» **INSTRUCTIONS FOR THE TASK**
All lines in the records below with the word "AtomicBool" must be returned.

» **DATA SECTION**
--

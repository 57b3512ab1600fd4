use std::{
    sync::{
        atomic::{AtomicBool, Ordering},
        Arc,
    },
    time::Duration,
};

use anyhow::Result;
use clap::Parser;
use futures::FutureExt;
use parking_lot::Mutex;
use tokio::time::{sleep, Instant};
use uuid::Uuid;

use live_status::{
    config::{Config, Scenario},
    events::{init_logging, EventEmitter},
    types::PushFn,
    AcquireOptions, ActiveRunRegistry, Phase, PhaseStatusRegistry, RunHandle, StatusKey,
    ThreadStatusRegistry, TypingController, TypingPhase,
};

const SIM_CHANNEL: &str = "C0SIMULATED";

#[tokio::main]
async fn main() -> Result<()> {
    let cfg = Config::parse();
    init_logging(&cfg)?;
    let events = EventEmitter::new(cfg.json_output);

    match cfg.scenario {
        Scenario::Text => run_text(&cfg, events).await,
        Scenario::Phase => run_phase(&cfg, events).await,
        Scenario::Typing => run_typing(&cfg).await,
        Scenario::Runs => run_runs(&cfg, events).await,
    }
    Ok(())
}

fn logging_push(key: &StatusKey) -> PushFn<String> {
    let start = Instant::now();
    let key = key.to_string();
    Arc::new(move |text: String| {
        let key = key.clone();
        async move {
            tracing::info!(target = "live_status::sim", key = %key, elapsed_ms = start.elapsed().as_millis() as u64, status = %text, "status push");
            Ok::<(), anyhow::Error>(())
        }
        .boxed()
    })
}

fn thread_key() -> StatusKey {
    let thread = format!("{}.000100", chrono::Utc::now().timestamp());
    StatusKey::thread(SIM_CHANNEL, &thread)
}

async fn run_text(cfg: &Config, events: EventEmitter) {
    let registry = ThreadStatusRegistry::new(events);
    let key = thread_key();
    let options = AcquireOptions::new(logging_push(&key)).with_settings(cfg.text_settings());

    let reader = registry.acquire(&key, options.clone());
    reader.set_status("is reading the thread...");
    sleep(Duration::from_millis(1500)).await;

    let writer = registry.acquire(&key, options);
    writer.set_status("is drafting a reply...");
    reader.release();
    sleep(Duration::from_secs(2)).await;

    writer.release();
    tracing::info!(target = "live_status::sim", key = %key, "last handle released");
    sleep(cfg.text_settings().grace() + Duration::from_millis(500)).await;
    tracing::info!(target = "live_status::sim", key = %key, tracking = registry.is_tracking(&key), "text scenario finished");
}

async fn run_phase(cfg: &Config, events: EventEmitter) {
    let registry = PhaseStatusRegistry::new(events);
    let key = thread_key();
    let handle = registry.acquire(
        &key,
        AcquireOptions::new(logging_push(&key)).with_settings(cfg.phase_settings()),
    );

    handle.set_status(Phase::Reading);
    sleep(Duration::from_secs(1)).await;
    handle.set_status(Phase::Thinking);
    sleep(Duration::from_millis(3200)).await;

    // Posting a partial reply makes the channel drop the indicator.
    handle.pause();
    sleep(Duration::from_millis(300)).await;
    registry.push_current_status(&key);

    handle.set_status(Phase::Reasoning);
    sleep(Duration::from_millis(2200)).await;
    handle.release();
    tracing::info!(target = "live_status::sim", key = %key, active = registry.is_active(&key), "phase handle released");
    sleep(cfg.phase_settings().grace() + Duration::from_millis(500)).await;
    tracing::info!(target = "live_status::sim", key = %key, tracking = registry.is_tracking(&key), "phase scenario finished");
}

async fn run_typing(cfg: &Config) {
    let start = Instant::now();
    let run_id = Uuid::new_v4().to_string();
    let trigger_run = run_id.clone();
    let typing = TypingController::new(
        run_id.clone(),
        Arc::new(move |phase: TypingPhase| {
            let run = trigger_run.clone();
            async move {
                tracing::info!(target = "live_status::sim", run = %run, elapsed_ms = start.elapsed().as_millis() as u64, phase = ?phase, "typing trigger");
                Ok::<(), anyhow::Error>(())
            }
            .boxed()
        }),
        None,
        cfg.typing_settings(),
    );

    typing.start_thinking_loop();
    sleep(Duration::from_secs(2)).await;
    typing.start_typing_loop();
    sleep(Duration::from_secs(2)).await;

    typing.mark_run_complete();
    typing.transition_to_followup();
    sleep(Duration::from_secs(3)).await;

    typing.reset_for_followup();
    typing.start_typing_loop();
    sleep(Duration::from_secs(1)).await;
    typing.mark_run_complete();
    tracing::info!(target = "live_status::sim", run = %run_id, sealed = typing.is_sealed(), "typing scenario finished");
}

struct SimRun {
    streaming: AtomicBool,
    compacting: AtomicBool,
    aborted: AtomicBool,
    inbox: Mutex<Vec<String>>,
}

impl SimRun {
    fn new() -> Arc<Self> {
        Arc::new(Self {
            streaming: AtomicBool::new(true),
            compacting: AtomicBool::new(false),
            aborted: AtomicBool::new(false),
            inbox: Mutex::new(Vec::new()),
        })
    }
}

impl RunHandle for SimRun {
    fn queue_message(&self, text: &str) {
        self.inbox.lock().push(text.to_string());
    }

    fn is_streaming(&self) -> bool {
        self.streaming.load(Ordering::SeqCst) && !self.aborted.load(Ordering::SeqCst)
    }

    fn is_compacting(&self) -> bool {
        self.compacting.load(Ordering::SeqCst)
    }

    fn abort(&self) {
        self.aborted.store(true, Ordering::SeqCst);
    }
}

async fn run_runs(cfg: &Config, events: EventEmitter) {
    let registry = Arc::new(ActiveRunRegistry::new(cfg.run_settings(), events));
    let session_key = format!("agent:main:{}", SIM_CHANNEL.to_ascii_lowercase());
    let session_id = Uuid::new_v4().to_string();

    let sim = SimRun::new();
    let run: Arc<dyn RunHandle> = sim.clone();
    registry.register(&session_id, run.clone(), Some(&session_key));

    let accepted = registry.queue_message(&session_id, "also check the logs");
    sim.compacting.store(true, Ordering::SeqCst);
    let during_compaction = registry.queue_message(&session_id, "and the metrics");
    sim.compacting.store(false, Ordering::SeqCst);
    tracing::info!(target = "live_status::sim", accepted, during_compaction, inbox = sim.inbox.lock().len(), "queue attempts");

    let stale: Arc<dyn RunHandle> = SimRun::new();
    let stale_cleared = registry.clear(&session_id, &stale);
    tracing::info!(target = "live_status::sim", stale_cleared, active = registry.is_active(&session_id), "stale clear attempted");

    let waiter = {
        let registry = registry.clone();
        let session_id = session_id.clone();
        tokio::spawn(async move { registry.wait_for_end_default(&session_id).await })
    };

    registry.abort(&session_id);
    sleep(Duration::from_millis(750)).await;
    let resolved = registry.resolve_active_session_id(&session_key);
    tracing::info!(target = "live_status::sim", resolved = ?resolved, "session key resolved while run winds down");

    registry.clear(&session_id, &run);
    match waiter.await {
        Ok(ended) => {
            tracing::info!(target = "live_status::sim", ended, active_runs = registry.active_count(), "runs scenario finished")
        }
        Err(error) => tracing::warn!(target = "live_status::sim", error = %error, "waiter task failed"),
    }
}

--

» **YOUR RESPONSE**
        atomic::{AtomicBool, Ordering},
    streaming: AtomicBool,
    compacting: AtomicBool,
    aborted: AtomicBool,
            streaming: AtomicBool::new(true),
            compacting: AtomicBool::new(false),
            aborted: AtomicBool::new(false),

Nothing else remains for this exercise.